STUDY MATERIAL:
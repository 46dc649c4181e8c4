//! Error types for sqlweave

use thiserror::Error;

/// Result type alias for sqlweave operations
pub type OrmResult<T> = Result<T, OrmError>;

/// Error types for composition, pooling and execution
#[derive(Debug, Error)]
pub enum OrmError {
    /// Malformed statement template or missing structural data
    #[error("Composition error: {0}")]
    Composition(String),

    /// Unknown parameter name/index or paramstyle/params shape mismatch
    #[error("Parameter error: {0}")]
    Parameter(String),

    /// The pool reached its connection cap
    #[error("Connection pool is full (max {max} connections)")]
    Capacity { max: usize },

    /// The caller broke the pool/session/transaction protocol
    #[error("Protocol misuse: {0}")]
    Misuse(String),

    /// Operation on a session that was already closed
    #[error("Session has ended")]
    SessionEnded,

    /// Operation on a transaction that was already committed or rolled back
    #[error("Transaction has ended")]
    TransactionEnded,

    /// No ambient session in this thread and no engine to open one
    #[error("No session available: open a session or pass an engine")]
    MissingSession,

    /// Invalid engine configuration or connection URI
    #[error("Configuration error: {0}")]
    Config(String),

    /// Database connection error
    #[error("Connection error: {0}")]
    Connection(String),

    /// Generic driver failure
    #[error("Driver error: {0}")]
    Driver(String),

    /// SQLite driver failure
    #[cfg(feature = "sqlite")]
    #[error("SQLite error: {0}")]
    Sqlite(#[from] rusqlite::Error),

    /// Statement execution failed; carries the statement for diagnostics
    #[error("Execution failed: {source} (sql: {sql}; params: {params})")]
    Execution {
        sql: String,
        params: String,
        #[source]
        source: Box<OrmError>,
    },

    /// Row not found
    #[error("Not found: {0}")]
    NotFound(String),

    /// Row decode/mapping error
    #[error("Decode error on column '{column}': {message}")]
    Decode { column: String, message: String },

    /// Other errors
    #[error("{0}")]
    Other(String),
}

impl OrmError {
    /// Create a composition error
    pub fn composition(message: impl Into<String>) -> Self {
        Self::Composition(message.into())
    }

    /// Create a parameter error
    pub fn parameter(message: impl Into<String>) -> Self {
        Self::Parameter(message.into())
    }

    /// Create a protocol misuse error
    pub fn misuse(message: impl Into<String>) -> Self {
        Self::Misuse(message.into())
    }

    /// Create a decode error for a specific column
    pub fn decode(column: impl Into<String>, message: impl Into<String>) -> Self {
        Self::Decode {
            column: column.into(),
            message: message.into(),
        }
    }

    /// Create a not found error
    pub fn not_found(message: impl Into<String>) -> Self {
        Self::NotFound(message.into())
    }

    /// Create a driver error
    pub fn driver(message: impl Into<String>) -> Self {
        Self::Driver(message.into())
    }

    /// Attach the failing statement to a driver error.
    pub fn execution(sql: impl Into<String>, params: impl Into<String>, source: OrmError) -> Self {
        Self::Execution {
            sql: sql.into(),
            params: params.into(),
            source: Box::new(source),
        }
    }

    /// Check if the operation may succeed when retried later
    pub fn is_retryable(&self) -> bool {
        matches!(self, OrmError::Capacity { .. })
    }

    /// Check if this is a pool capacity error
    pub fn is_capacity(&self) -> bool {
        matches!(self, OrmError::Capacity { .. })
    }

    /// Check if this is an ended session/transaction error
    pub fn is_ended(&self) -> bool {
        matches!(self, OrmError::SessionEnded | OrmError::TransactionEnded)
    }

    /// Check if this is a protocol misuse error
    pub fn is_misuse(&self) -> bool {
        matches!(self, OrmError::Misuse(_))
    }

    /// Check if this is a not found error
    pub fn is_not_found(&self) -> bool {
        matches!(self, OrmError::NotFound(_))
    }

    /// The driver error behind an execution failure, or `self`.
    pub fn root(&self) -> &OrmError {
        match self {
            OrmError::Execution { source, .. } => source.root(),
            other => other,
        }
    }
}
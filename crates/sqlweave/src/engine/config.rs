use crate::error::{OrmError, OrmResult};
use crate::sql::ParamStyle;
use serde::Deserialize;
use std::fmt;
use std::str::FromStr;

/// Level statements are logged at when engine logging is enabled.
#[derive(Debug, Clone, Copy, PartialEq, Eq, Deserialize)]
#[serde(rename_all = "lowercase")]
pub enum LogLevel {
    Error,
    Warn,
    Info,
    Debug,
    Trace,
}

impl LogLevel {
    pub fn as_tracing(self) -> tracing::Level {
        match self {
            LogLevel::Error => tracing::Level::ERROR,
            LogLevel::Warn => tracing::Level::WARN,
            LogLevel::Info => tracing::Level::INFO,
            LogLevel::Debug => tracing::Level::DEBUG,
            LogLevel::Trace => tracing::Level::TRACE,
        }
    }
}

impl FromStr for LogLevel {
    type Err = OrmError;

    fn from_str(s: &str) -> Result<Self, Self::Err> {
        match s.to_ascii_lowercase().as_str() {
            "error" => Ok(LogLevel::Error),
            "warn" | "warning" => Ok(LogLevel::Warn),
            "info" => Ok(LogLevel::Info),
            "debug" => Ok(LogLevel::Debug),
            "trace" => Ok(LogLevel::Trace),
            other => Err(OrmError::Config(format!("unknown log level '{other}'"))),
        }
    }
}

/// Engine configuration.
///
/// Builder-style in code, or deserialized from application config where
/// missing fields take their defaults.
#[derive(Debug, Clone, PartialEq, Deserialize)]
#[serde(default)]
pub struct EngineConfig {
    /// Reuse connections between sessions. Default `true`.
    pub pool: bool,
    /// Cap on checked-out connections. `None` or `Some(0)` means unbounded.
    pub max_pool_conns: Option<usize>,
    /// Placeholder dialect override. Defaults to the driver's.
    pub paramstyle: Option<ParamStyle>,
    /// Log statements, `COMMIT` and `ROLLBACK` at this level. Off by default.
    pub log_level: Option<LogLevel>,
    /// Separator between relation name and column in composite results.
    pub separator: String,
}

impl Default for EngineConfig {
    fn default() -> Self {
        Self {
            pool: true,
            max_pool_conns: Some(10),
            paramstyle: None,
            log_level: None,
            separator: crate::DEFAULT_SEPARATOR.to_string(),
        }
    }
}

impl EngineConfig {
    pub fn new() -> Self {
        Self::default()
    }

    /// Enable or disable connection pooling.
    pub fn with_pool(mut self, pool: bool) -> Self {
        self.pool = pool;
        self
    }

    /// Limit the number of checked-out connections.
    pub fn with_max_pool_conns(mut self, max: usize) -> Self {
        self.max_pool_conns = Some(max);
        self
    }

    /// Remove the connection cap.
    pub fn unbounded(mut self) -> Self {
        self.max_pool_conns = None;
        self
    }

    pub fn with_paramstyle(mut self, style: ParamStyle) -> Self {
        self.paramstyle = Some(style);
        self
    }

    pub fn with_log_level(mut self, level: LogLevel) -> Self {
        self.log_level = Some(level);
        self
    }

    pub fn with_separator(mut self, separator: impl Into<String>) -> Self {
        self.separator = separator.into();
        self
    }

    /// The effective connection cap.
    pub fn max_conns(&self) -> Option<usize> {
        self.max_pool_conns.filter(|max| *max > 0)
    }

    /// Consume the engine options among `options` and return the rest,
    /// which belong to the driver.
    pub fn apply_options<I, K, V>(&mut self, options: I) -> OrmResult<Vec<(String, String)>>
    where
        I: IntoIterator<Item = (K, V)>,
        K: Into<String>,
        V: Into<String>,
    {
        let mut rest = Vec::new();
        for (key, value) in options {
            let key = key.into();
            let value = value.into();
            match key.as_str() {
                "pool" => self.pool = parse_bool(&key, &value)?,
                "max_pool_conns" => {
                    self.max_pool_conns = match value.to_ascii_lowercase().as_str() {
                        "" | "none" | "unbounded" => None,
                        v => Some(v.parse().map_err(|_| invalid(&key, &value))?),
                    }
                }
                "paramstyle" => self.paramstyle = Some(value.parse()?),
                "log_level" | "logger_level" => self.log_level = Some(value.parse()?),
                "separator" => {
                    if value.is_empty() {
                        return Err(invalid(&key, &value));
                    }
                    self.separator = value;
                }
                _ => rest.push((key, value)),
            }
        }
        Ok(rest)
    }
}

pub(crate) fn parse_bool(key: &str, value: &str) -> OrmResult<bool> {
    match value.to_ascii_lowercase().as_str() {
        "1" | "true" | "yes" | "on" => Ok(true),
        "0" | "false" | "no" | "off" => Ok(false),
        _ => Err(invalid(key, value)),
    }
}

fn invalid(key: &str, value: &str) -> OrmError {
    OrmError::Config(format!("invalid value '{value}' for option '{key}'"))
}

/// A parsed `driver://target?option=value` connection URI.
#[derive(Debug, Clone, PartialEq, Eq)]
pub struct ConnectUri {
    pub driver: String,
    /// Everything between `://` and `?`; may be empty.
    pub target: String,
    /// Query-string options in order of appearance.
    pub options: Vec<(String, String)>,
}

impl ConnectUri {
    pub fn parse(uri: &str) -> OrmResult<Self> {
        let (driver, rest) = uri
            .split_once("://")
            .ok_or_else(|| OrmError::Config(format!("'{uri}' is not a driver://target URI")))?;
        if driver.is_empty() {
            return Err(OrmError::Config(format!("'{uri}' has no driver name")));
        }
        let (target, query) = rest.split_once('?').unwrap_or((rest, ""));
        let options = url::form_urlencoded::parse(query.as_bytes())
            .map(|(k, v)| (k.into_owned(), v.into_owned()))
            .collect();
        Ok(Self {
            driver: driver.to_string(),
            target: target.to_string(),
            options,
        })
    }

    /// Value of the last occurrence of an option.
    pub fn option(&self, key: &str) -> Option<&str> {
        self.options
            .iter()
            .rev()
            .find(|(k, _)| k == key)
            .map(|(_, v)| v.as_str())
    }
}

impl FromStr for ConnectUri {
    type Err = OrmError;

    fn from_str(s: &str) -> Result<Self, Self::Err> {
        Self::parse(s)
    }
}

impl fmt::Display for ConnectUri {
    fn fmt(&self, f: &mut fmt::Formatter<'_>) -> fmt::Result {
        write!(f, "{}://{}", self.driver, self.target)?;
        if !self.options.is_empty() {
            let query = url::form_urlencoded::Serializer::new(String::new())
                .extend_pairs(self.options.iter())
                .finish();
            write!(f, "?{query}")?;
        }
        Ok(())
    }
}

WHAT THE EXERCISE ASKS: Using the entries above, repeat only the lines from the one containing "pub fn root(&self)" through the one containing "#[derive(Debug, Clone, Copy, PartialEq, Eq, Deserialize)]", end lines included.

THE ANSWER:
    pub fn root(&self) -> &OrmError {
        match self {
            OrmError::Execution { source, .. } => source.root(),
            other => other,
        }
    }
}
filename crates/sqlweave/src/engine/config.rs
use crate::error::{OrmError, OrmResult};
use crate::sql::ParamStyle;
use serde::Deserialize;
use std::fmt;
use std::str::FromStr;

/// Level statements are logged at when engine logging is enabled.
#[derive(Debug, Clone, Copy, PartialEq, Eq, Deserialize)]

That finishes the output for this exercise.